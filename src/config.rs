/// Configuration management for the API server
///
/// This module loads configuration from environment variables and provides
/// a type-safe configuration struct.
///
/// # Environment Variables
///
/// - `DATABASE_URL`: SQLite connection string (default: `sqlite://taskbox.db?mode=rwc`)
/// - `DATABASE_MAX_CONNECTIONS`: Pool size (default: 10)
/// - `API_HOST`: Host to bind to (default: 0.0.0.0)
/// - `API_PORT`: Port to bind to (default: 8080)
/// - `JWT_SECRET`: Secret key for token signing; falls back to an insecure
///   default suitable only for local development
/// - `RUST_LOG`: Log level (default: info)

use serde::{Deserialize, Serialize};
use std::env;

/// Insecure fallback signing secret, for local development only.
const DEFAULT_JWT_SECRET: &str = "default_jwt_secret_key";

/// Complete application configuration
#[derive(Debug, Clone, Serialize, Deserialize)]
pub struct Config {
    /// API server configuration
    pub api: ApiConfig,

    /// Database configuration
    pub database: DatabaseConfig,

    /// Token signing configuration
    pub jwt: JwtConfig,
}

/// API server configuration
#[derive(Debug, Clone, Serialize, Deserialize)]
pub struct ApiConfig {
    /// Host to bind to
    pub host: String,

    /// Port to bind to
    pub port: u16,
}

/// Database configuration
#[derive(Debug, Clone, Serialize, Deserialize)]
pub struct DatabaseConfig {
    /// SQLite connection URL
    pub url: String,

    /// Maximum number of connections in pool
    pub max_connections: u32,
}

/// Token signing configuration
#[derive(Debug, Clone, Serialize, Deserialize)]
pub struct JwtConfig {
    /// Secret key for token signing
    ///
    /// Generate with: `openssl rand -hex 32`
    pub secret: String,
}

impl Config {
    /// Loads configuration from environment variables
    ///
    /// Every variable has a local-development default, so a bare
    /// `cargo run` works against a file-backed SQLite database. The
    /// default signing secret is insecure and logged as a warning.
    ///
    /// # Errors
    ///
    /// Returns an error if a variable is present but unparseable
    /// (e.g. a non-numeric `API_PORT`).
    pub fn from_env() -> anyhow::Result<Self> {
        // Load .env file if present (for development)
        dotenvy::dotenv().ok();

        let api_host = env::var("API_HOST").unwrap_or_else(|_| "0.0.0.0".to_string());
        let api_port = env::var("API_PORT")
            .unwrap_or_else(|_| "8080".to_string())
            .parse::<u16>()?;

        let database_url = env::var("DATABASE_URL")
            .unwrap_or_else(|_| "sqlite://taskbox.db?mode=rwc".to_string());

        let max_connections = env::var("DATABASE_MAX_CONNECTIONS")
            .unwrap_or_else(|_| "10".to_string())
            .parse::<u32>()?;

        let jwt_secret = env::var("JWT_SECRET").unwrap_or_else(|_| {
            tracing::warn!(
                "JWT_SECRET not set, using insecure default (local development only)"
            );
            DEFAULT_JWT_SECRET.to_string()
        });

        Ok(Self {
            api: ApiConfig {
                host: api_host,
                port: api_port,
            },
            database: DatabaseConfig {
                url: database_url,
                max_connections,
            },
            jwt: JwtConfig { secret: jwt_secret },
        })
    }

    /// Returns the server bind address
    pub fn bind_address(&self) -> String {
        format!("{}:{}", self.api.host, self.api.port)
    }
}
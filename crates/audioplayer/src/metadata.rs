//! Tag extraction into [`TrackMetadata`].
//!
//! Tags arrive over several bus messages. Each one is merged into the pending
//! metadata; a known average bitrate marks the set as complete.

use audioplayer_types::{TrackMetadata, TrackNumber};

use crate::backend::TagValue;

/// Merge recognised tags into `metadata`. Unknown names and mistyped values
/// are skipped.
pub fn merge_tags(metadata: &mut TrackMetadata, tags: &[(String, TagValue)]) {
    for (name, value) in tags {
        match (name.as_str(), value) {
            ("artist", TagValue::Text(text)) => metadata.artist = Some(text.clone()),
            ("album-artist", TagValue::Text(text)) => {
                metadata.artist.get_or_insert_with(|| text.clone());
            }
            ("album", TagValue::Text(text)) => metadata.album = Some(text.clone()),
            ("title", TagValue::Text(text)) => metadata.title = Some(text.clone()),
            ("genre", TagValue::Text(text)) => metadata.genre = Some(text.clone()),
            ("track-number", value) => {
                if let Some(track) = track_number(value) {
                    metadata.track = Some(track);
                }
            }
            ("datetime" | "date", TagValue::Date { year }) => metadata.year = Some(*year),
            ("channel-mode", TagValue::Text(text)) => metadata.channels = Some(text.clone()),
            ("minimum-bitrate", TagValue::UInt(rate)) => metadata.bitrate_min = Some(*rate),
            ("maximum-bitrate", TagValue::UInt(rate)) => metadata.bitrate_max = Some(*rate),
            ("bitrate", TagValue::UInt(rate)) => metadata.bitrate_avg = Some(*rate),
            _ => {}
        }
    }
}

fn track_number(value: &TagValue) -> Option<TrackNumber> {
    match value {
        TagValue::UInt(n) => Some(TrackNumber::Number(*n)),
        TagValue::Text(text) => Some(match text.trim().parse::<u32>() {
            Ok(n) => TrackNumber::Number(n),
            Err(_) => TrackNumber::Text(text.clone()),
        }),
        TagValue::Date { .. } => None,
    }
}

/// Metadata is published once the average bitrate is known.
pub fn is_complete(metadata: &TrackMetadata) -> bool {
    metadata.bitrate_avg.is_some()
}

######

▶ EXERCISE DIRECTIONS: Exactly as they stand, please print the lines from the first line of the records above down to the line that includes "size (default: 10)", both of those included and no others.

▶ THE ANSWER:
filename src/config.rs
/// Configuration management for the API server
///
/// This module loads configuration from environment variables and provides
/// a type-safe configuration struct.
///
/// # Environment Variables
///
/// - `DATABASE_URL`: SQLite connection string (default: `sqlite://taskbox.db?mode=rwc`)
/// - `DATABASE_MAX_CONNECTIONS`: Pool size (default: 10)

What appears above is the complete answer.